Published in final edited form as: Hepatology. 2010 May;51(5):1692–1701. doi: 10.1002/hep.23501

Figure 6. Death ligands in hepatocytes and NPC fractions (A) and death receptors in hepatocytes (B) during hepatic I/R injury.

Figure 6

(A) WT (solid bars) and KO (open bars) liver grafts were obtained at 6 hours after LTx into WT, and hepatocyte and NPC fractions were isolated for RT-PCR analysis to determine mRNA expression of death ligands. Data were shown as fold increases over WT naïve hepatocytes or NPC (gray bars), respectively (n=3 for each group). The elevation of TRAIL and FasL mRNA levels during I/R were mainly seen in hepatocytes. TRAIL mRNA was completely inhibited in IRF-1 KO hepatocytes. FasL mRNA levels tended to be lower in the IRF-1 KO hepatocytes. (* p<0.05 vs. naïve WT, † p<0.05 vs. WT→ WT LTx)
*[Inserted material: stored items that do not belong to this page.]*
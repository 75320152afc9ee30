use chrono::{DateTime, FixedOffset, Utc};
use serde::{Deserialize, Serialize};

use drafter_core::types::{DraftStatus, DraftType};

/// A persisted, incrementally built email or calendar event.
///
/// The envelope (identity, ownership, status) is shared; the type-specific
/// fields live in [`DraftPayload`], whose tag is serialized as `draft_type`
/// alongside the envelope fields.
#[derive(Debug, Clone, PartialEq, Serialize, Deserialize)]
pub struct Draft {
    pub draft_id: uuid::Uuid,
    /// Owning conversation. Never changes after creation.
    pub thread_id: String,
    /// Turn that created the draft.
    pub message_id: String,
    pub status: DraftStatus,
    /// Last delivery rejection; only set while `status` is `composio_error`.
    #[serde(default)]
    pub error_message: Option<String>,
    #[serde(flatten)]
    pub payload: DraftPayload,
    pub created_at: DateTime<Utc>,
    pub updated_at: DateTime<Utc>,
}

#[derive(Debug, Clone, PartialEq, Serialize, Deserialize)]
#[serde(tag = "draft_type", rename_all = "snake_case")]
pub enum DraftPayload {
    Email(EmailDraft),
    CalendarEvent(CalendarDraft),
}

#[derive(Debug, Clone, Default, PartialEq, Eq, Serialize, Deserialize)]
#[serde(default)]
pub struct EmailDraft {
    pub to_emails: Vec<Recipient>,
    pub cc_emails: Vec<Recipient>,
    pub bcc_emails: Vec<Recipient>,
    pub subject: Option<String>,
    pub body: Option<String>,
    pub attachments: Vec<Attachment>,
    /// Provider thread being replied to; its presence makes the draft a reply.
    pub gmail_thread_id: Option<String>,
    pub reply_to_email_id: Option<String>,
    pub sent_message_id: Option<String>,
}

#[derive(Debug, Clone, Default, PartialEq, Eq, Serialize, Deserialize)]
#[serde(default)]
pub struct CalendarDraft {
    pub summary: Option<String>,
    pub start_time: Option<DateTime<FixedOffset>>,
    pub end_time: Option<DateTime<FixedOffset>>,
    pub attendees: Vec<Recipient>,
    pub location: Option<String>,
    pub description: Option<String>,
}

/// Email recipient or event attendee.
///
/// Either resolved (`email` set) or a placeholder that still needs the user
/// to clarify who was meant (`email` unset, `needs_clarification` true).
#[derive(Debug, Clone, PartialEq, Eq, Serialize, Deserialize)]
pub struct Recipient {
    pub email: Option<String>,
    pub name: Option<String>,
    #[serde(default, skip_serializing_if = "std::ops::Not::not")]
    pub needs_clarification: bool,
}

#[derive(Debug, Clone, PartialEq, Eq, Serialize, Deserialize)]
pub struct Attachment {
    pub name: String,
    pub uri: String,
    #[serde(default)]
    pub mime_type: Option<String>,
}

impl Draft {
    /// ## Summary
    /// Builds a new `active` draft with an empty payload of the given type.
    #[must_use]
    pub fn new(draft_type: DraftType, thread_id: &str, message_id: &str) -> Self {
        let now = Utc::now();
        Self {
            draft_id: uuid::Uuid::now_v7(),
            thread_id: thread_id.to_string(),
            message_id: message_id.to_string(),
            status: DraftStatus::Active,
            error_message: None,
            payload: DraftPayload::empty(draft_type),
            created_at: now,
            updated_at: now,
        }
    }

    #[must_use]
    pub const fn draft_type(&self) -> DraftType {
        self.payload.draft_type()
    }

    /// True for email drafts replying to an existing provider thread.
    #[must_use]
    pub fn is_reply(&self) -> bool {
        matches!(&self.payload, DraftPayload::Email(email) if email.is_reply())
    }

    #[must_use]
    pub const fn as_email(&self) -> Option<&EmailDraft> {
        match &self.payload {
            DraftPayload::Email(email) => Some(email),
            DraftPayload::CalendarEvent(_) => None,
        }
    }

    #[must_use]
    pub const fn as_calendar(&self) -> Option<&CalendarDraft> {
        match &self.payload {
            DraftPayload::CalendarEvent(event) => Some(event),
            DraftPayload::Email(_) => None,
        }
    }

    /// Returns true when this draft is owned by `thread_id`.
    #[must_use]
    pub fn belongs_to(&self, thread_id: &str) -> bool {
        self.thread_id == thread_id
    }
}

impl DraftPayload {
    #[must_use]
    pub fn empty(draft_type: DraftType) -> Self {
        match draft_type {
            DraftType::Email => Self::Email(EmailDraft::default()),
            DraftType::CalendarEvent => Self::CalendarEvent(CalendarDraft::default()),
        }
    }

    #[must_use]
    pub const fn draft_type(&self) -> DraftType {
        match self {
            Self::Email(_) => DraftType::Email,
            Self::CalendarEvent(_) => DraftType::CalendarEvent,
        }
    }
}

impl EmailDraft {
    #[must_use]
    pub const fn is_reply(&self) -> bool {
        self.gmail_thread_id.is_some()
    }
}

impl Recipient {
    #[must_use]
    pub fn resolved(email: impl Into<String>, name: Option<String>) -> Self {
        Self {
            email: Some(email.into()),
            name,
            needs_clarification: false,
        }
    }

    #[must_use]
    pub const fn needs_clarification(name: Option<String>) -> Self {
        Self {
            email: None,
            name,
            needs_clarification: true,
        }
    }

    #[must_use]
    pub fn is_resolved(&self) -> bool {
        !self.needs_clarification && self.email.as_deref().is_some_and(|e| !e.trim().is_empty())
    }

    /// Key used to detect duplicates when appending to a recipient list.
    #[must_use]
    pub fn identity_key(&self) -> String {
        match (&self.email, &self.name) {
            (Some(email), _) => drafter_core::util::address::normalize_address(email),
            (None, Some(name)) => format!("name:{}", name.trim().to_lowercase()),
            (None, None) => String::new(),
        }
    }
}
(B) Death receptor mRNA expression in hepatocyte fraction was analyzed using WT (solid bars) and KO (open bars) liver grafts at 6 hours after LTx. Data were shown as fold increases over WT naïve hepatocytes (gray bars), (n=3 for each group). DR5 and Fas were upregulated in hepatocytes during I/R, and were significantly inhibited in hepatocytes obtained from KO→WT LTx. (* p<0.05 vs. naïve WT, † p<0.05 vs. WT→WT LTx)